Aku mengangguk, meski masih merasa sepi di dalam hati. Namun, saat Mbah Ibu bercerita tentang kisah hidupnya, rasa sepi itu perlahan-lahan hilang. Mbah Ibu adalah sahabatku, guru hidupku, dan tempatku kembali ketika rindu datang.
Seiring waktu, aku mulai mengerti arti rumah bukan hanya tentang bangunan, tetapi tentang cinta yang ada di dalamnya. Mbah Ibu mengajarkanku banyak hal, dari berkebun dan bertanam hingga menghargai setiap momen kecil. Dia tidak hanya menjadi mbah bagiku, tetapi juga sosok yang menuntun dan mengajarkan makna kehidupan.

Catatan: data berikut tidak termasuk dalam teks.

//! Run status events
//!
//! Each session step emits a [`RunEvent`] so the UI can show progress
//! indicators while a report loads and the recipe runs. Events carry the
//! progress token the browser attached to its run request; SSE subscribers
//! only see events bearing their own token. Untagged events reach bus
//! subscribers but no browser.

use serde::{Deserialize, Serialize};
use tokio::sync::broadcast;

/// Session progress notification
#[derive(Debug, Clone, PartialEq, Serialize, Deserialize)]
#[serde(tag = "type")]
pub enum RunEvent {
    /// Trigger received, session entered Running
    RunStarted {
        run_id: u64,
        token: Option<String>,
        timestamp: chrono::DateTime<chrono::Utc>,
    },

    /// Validation failed, session aborted before loading
    RunRejected {
        run_id: u64,
        token: Option<String>,
        message: String,
        timestamp: chrono::DateTime<chrono::Utc>,
    },

    /// Report download (or cache lookup) in progress
    LoadingReport {
        run_id: u64,
        token: Option<String>,
        url: String,
        language: Option<String>,
        timestamp: chrono::DateTime<chrono::Utc>,
    },

    /// Report available
    ReportLoaded {
        run_id: u64,
        token: Option<String>,
        statements: usize,
        timestamp: chrono::DateTime<chrono::Utc>,
    },

    /// Analysis recipe in progress
    RunningRecipe {
        run_id: u64,
        token: Option<String>,
        timestamp: chrono::DateTime<chrono::Utc>,
    },

    /// Presentation in progress
    Rendering {
        run_id: u64,
        token: Option<String>,
        timestamp: chrono::DateTime<chrono::Utc>,
    },

    /// Session finished with output
    RunCompleted {
        run_id: u64,
        token: Option<String>,
        statements: usize,
        timestamp: chrono::DateTime<chrono::Utc>,
    },

    /// Session ended with an unhandled failure
    RunFailed {
        run_id: u64,
        token: Option<String>,
        error: String,
        timestamp: chrono::DateTime<chrono::Utc>,
    },
}

impl RunEvent {
    /// Event name used as the SSE `event:` field
    pub fn event_type(&self) -> &'static str {
        match self {
            RunEvent::RunStarted { .. } => "RunStarted",
            RunEvent::RunRejected { .. } => "RunRejected",
            RunEvent::LoadingReport { .. } => "LoadingReport",
            RunEvent::ReportLoaded { .. } => "ReportLoaded",
            RunEvent::RunningRecipe { .. } => "RunningRecipe",
            RunEvent::Rendering { .. } => "Rendering",
            RunEvent::RunCompleted { .. } => "RunCompleted",
            RunEvent::RunFailed { .. } => "RunFailed",
        }
    }

    /// Progress token of the run that emitted this event
    pub fn token(&self) -> Option<&str> {
        match self {
            RunEvent::RunStarted { token, .. }
            | RunEvent::RunRejected { token, .. }
            | RunEvent::LoadingReport { token, .. }
            | RunEvent::ReportLoaded { token, .. }
            | RunEvent::RunningRecipe { token, .. }
            | RunEvent::Rendering { token, .. }
            | RunEvent::RunCompleted { token, .. }
            | RunEvent::RunFailed { token, .. } => token.as_deref(),
        }
    }

    /// True for the event that ends a run
    pub fn is_terminal(&self) -> bool {
        matches!(
            self,
            RunEvent::RunCompleted { .. } | RunEvent::RunRejected { .. } | RunEvent::RunFailed { .. }
        )
    }

    pub fn run_id(&self) -> u64 {
        match self {
            RunEvent::RunStarted { run_id, .. }
            | RunEvent::RunRejected { run_id, .. }
            | RunEvent::LoadingReport { run_id, .. }
            | RunEvent::ReportLoaded { run_id, .. }
            | RunEvent::RunningRecipe { run_id, .. }
            | RunEvent::Rendering { run_id, .. }
            | RunEvent::RunCompleted { run_id, .. }
            | RunEvent::RunFailed { run_id, .. } => *run_id,
        }
    }
}

/// Broadcast channel for run events
///
/// Cloning is cheap; all clones share one channel.
#[derive(Clone)]
pub struct EventBus {
    tx: broadcast::Sender<RunEvent>,
}

impl EventBus {
    /// Creates a new EventBus buffering `capacity` events per subscriber
    pub fn new(capacity: usize) -> Self {
        let (tx, _) = broadcast::channel(capacity);
        Self { tx }
    }

    /// Subscribe to all future events
    ///
    /// Events emitted before subscription are not received.
    pub fn subscribe(&self) -> broadcast::Receiver<RunEvent> {
        self.tx.subscribe()
    }

    /// Emit an event, ignoring if no subscribers are listening
    pub fn emit_lossy(&self, event: RunEvent) {
        let _ = self.tx.send(event);
    }

    pub fn subscriber_count(&self) -> usize {
        self.tx.receiver_count()
    }
}

#[cfg(test)]
mod tests {
    use super::*;

    #[tokio::test]
    async fn test_subscriber_receives_events_in_order() {
        let bus = EventBus::new(16);
        let mut rx = bus.subscribe();

        bus.emit_lossy(RunEvent::RunStarted {
            run_id: 7,
            token: Some("t1".to_string()),
            timestamp: chrono::Utc::now(),
        });
        bus.emit_lossy(RunEvent::ReportLoaded {
            run_id: 7,
            token: Some("t1".to_string()),
            statements: 42,
            timestamp: chrono::Utc::now(),
        });

        let first = rx.recv().await.unwrap();
        assert_eq!(first.event_type(), "RunStarted");
        let second = rx.recv().await.unwrap();
        assert!(matches!(second, RunEvent::ReportLoaded { statements: 42, .. }));
        assert_eq!(second.run_id(), 7);
        assert_eq!(second.token(), Some("t1"));
        assert!(!second.is_terminal());
    }

    #[test]
    fn test_emit_without_subscribers_is_silent() {
        let bus = EventBus::new(4);
        assert_eq!(bus.subscriber_count(), 0);
        bus.emit_lossy(RunEvent::RunningRecipe {
            run_id: 1,
            token: None,
            timestamp: chrono::Utc::now(),
        });
    }

    #[test]
    fn test_serialized_with_type_tag() {
        let event = RunEvent::RunRejected {
            run_id: 3,
            token: None,
            message: "Please enter a Pol.is report URL.".to_string(),
            timestamp: chrono::Utc::now(),
        };
        let json = serde_json::to_value(&event).unwrap();
        assert_eq!(json["type"], "RunRejected");
        assert_eq!(json["run_id"], 3);
        assert!(json["token"].is_null());
        assert!(event.is_terminal());
    }
}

Suatu hari, ketika aku beranjak remaja, Mbah Ibu jatuh sakit. Aku merasakan ketakutan yang mendalam. Kesedihan melanda ketika melihatnya lemah. Aku berusaha untuk membuatnya tersenyum, mengingat semua cerita indah yang kami bagi. Dengan penuh kasih, aku merawatnya sebaik mungkin, berusaha mengembalikan senyum di wajahnya.

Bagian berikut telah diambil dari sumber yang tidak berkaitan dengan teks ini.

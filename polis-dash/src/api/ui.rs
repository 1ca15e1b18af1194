//! Dashboard page
//!
//! GET / shows the input form (pre-filled from `?report=` / `?lang=` when
//! enabled). POST /run executes one session and returns the same page with
//! the status message and output region.

use axum::{
    extract::{Query, State},
    http::StatusCode,
    response::{Html, IntoResponse, Response},
    Form,
};
use serde::Deserialize;

use crate::error::ApiResult;
use crate::present::escape_html;
use crate::session::{RunOutcome, RunRequest};
use crate::AppState;

const APP_JS: &str = include_str!("../ui/app.js");

/// Query parameters that pre-fill the inputs
#[derive(Debug, Default, Deserialize)]
pub struct PrefillQuery {
    pub report: Option<String>,
    pub lang: Option<String>,
}

/// Status line shown above the output region
enum Notice {
    Success(String),
    Error(String),
}

struct PageContent {
    report: String,
    lang: String,
    notice: Option<Notice>,
    output: Option<(String, String)>,
}

/// GET /
pub async fn serve_index(
    State(state): State<AppState>,
    Query(query): Query<PrefillQuery>,
) -> Html<String> {
    let config = &state.config;
    let (report, lang) = if config.query_prefill {
        (
            query.report.unwrap_or_else(|| config.default_report_url.clone()),
            query.lang.unwrap_or_default(),
        )
    } else {
        (config.default_report_url.clone(), String::new())
    };

    Html(render_page(
        &state,
        PageContent {
            report,
            lang,
            notice: None,
            output: None,
        },
    ))
}

/// POST /run
///
/// Load and recipe failures propagate as the generic error response.
pub async fn run_analysis(
    State(state): State<AppState>,
    Form(request): Form<RunRequest>,
) -> ApiResult<Html<String>> {
    let report = request.report.clone();
    let lang = request.lang.clone().unwrap_or_default();

    let outcome = state.services.session().run(request).await?;

    let content = match outcome {
        RunOutcome::Rejected { message, .. } => PageContent {
            report,
            lang,
            notice: Some(Notice::Error(message)),
            output: None,
        },
        RunOutcome::Completed(run) => {
            let run = *run;
            PageContent {
                report,
                lang,
                notice: Some(Notice::Success(run.status_message)),
                output: Some((run.output.plot_html, run.output.inspection_html)),
            }
        }
    };

    Ok(Html(render_page(&state, content)))
}

/// GET /static/app.js
pub async fn serve_app_js() -> Response {
    (
        StatusCode::OK,
        [("content-type", "application/javascript")],
        APP_JS,
    )
        .into_response()
}

fn render_page(state: &AppState, content: PageContent) -> String {
    let language_input = if state.config.translation_enabled {
        format!(
            r#"<label for="lang">Translate to language (2-letter code, e.g. <code>en</code>, <code>fr</code>). Leave blank to skip.</label>
    <input id="lang" name="lang" type="text" maxlength="2" value="{}">"#,
            escape_html(&content.lang)
        )
    } else {
        String::new()
    };

    let notice = match &content.notice {
        Some(Notice::Success(msg)) => format!(r#"<div class="notice success">{}</div>"#, escape_html(msg)),
        Some(Notice::Error(msg)) => format!(r#"<div class="notice error">{}</div>"#, escape_html(msg)),
        None => String::new(),
    };

    let output = match &content.output {
        Some((plot, inspection)) => format!(
            "<h2>Statement Map</h2>\n{}\n{}",
            plot, inspection
        ),
        None => String::new(),
    };

    format!(
        r#"<!DOCTYPE html>
<html lang="en">
<head>
    <meta charset="UTF-8">
    <meta name="viewport" content="width=device-width, initial-scale=1.0">
    <title>Pol.is → Polis2 Statements</title>
    <style>
        body {{ font-family: system-ui, -apple-system, sans-serif; margin: 24px 40px; line-height: 1.5; }}
        h1 {{ color: #333; border-bottom: 2px solid #0066cc; padding-bottom: 10px; }}
        label {{ display: block; margin-top: 12px; }}
        input[type=text] {{ width: 100%; max-width: 640px; padding: 6px; }}
        #lang {{ width: 4em; }}
        button {{ margin-top: 16px; padding: 10px 20px; background: #0066cc; color: white; border: 0; border-radius: 4px; }}
        button:disabled {{ background: #7a9cc6; }}
        .notice {{ margin: 16px 0; padding: 10px 14px; border-radius: 4px; }}
        .success {{ background: #e6f4ea; color: #1e6b35; }}
        .error {{ background: #fdecea; color: #a11d1d; }}
        #progress {{ margin: 16px 0; color: #555; }}
        table {{ border-collapse: collapse; font-size: 13px; }}
        th, td {{ border: 1px solid #ddd; padding: 4px 6px; text-align: left; }}
        pre {{ background: #f5f5f5; padding: 10px; max-height: 400px; overflow: auto; }}
    </style>
</head>
<body>
    <h1>Pol.is Report → Polis2 Statements Explorer</h1>
    <p>Paste a <strong>Pol.is report URL</strong> (e.g. <code>https://pol.is/report/xxxx</code>).
    This app will load the report, run the statements recipe, and render the statement map.</p>

    <form id="run-form" method="post" action="/run">
    <label for="report">Pol.is report URL</label>
    <input id="report" name="report" type="text" value="{report}">
    {language_input}
    <input id="run-token" name="run_token" type="hidden" value="">
    <button type="submit">Run analysis</button>
    </form>

    <div id="progress" hidden></div>
    {notice}
    {output}

    <p><small>Module: polis-dash v{version}</small></p>
    <script src="/static/app.js"></script>
</body>
</html>"#,
        report = escape_html(&content.report),
        language_input = language_input,
        notice = notice,
        output = output,
        version = env!("CARGO_PKG_VERSION"),
    )
}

Di saat-saat sulit itu, Mbah Ibu selalu berpesan, "Arun, ingatlah, hidup itu indah meski kadang penuh rintangan. Teruslah bermimpi dan bersyukur."

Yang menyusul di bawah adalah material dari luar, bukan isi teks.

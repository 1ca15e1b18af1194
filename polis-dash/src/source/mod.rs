//! Report source adapters
//!
//! A [`ReportSource`] turns a [`ReportIdentity`] into a freshly loaded
//! [`StructuredDataset`]. The production adapter is [`PolisClient`], which
//! downloads a report's CSV exports over HTTP.

use async_trait::async_trait;
use polis_common::ReportIdentity;
use thiserror::Error;

use crate::dataset::StructuredDataset;

mod polis;

pub use polis::{PolisClient, ReportLocation};

/// Report source errors
#[derive(Debug, Error)]
pub enum SourceError {
    #[error("Invalid report URL {url}: {reason}")]
    InvalidReportUrl { url: String, reason: String },

    #[error("Network error: {0}")]
    Network(String),

    #[error("HTTP {status} from {url}")]
    Http { status: u16, url: String },

    #[error("Parse error: {0}")]
    Parse(String),

    #[error("No conversation found for report {0}")]
    ConversationNotFound(String),
}

impl From<reqwest::Error> for SourceError {
    fn from(e: reqwest::Error) -> Self {
        SourceError::Network(e.to_string())
    }
}

impl From<csv_async::Error> for SourceError {
    fn from(e: csv_async::Error) -> Self {
        SourceError::Parse(e.to_string())
    }
}

/// Loads a report by identity
///
/// Implementations must be idempotent: the cache may call `load` more than
/// once for the same identity when sessions race.
#[async_trait]
pub trait ReportSource: Send + Sync {
    /// Adapter identifier for logging
    fn source_id(&self) -> &'static str;

    /// Fetch and parse the report named by `identity`
    ///
    /// When `identity.language()` is `Some`, statement content is returned
    /// translated into that language.
    async fn load(&self, identity: &ReportIdentity) -> Result<StructuredDataset, SourceError>;
}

Kini, meski Mbah Ibu tidak lagi ada, kenangan bersamanya akan selalu hidup dalam hatiku. Setiap senja, aku menatap langit dan mengingat semua pelajaran berharga yang dia ajarkan. Rumah kami, meskipun sederhana, adalah tempat di mana cinta dan kenangan abadi terukir. Dan saat senja tiba, aku merasakan hangatnya cinta Mbah Ibu di setiap jengkal hidupku.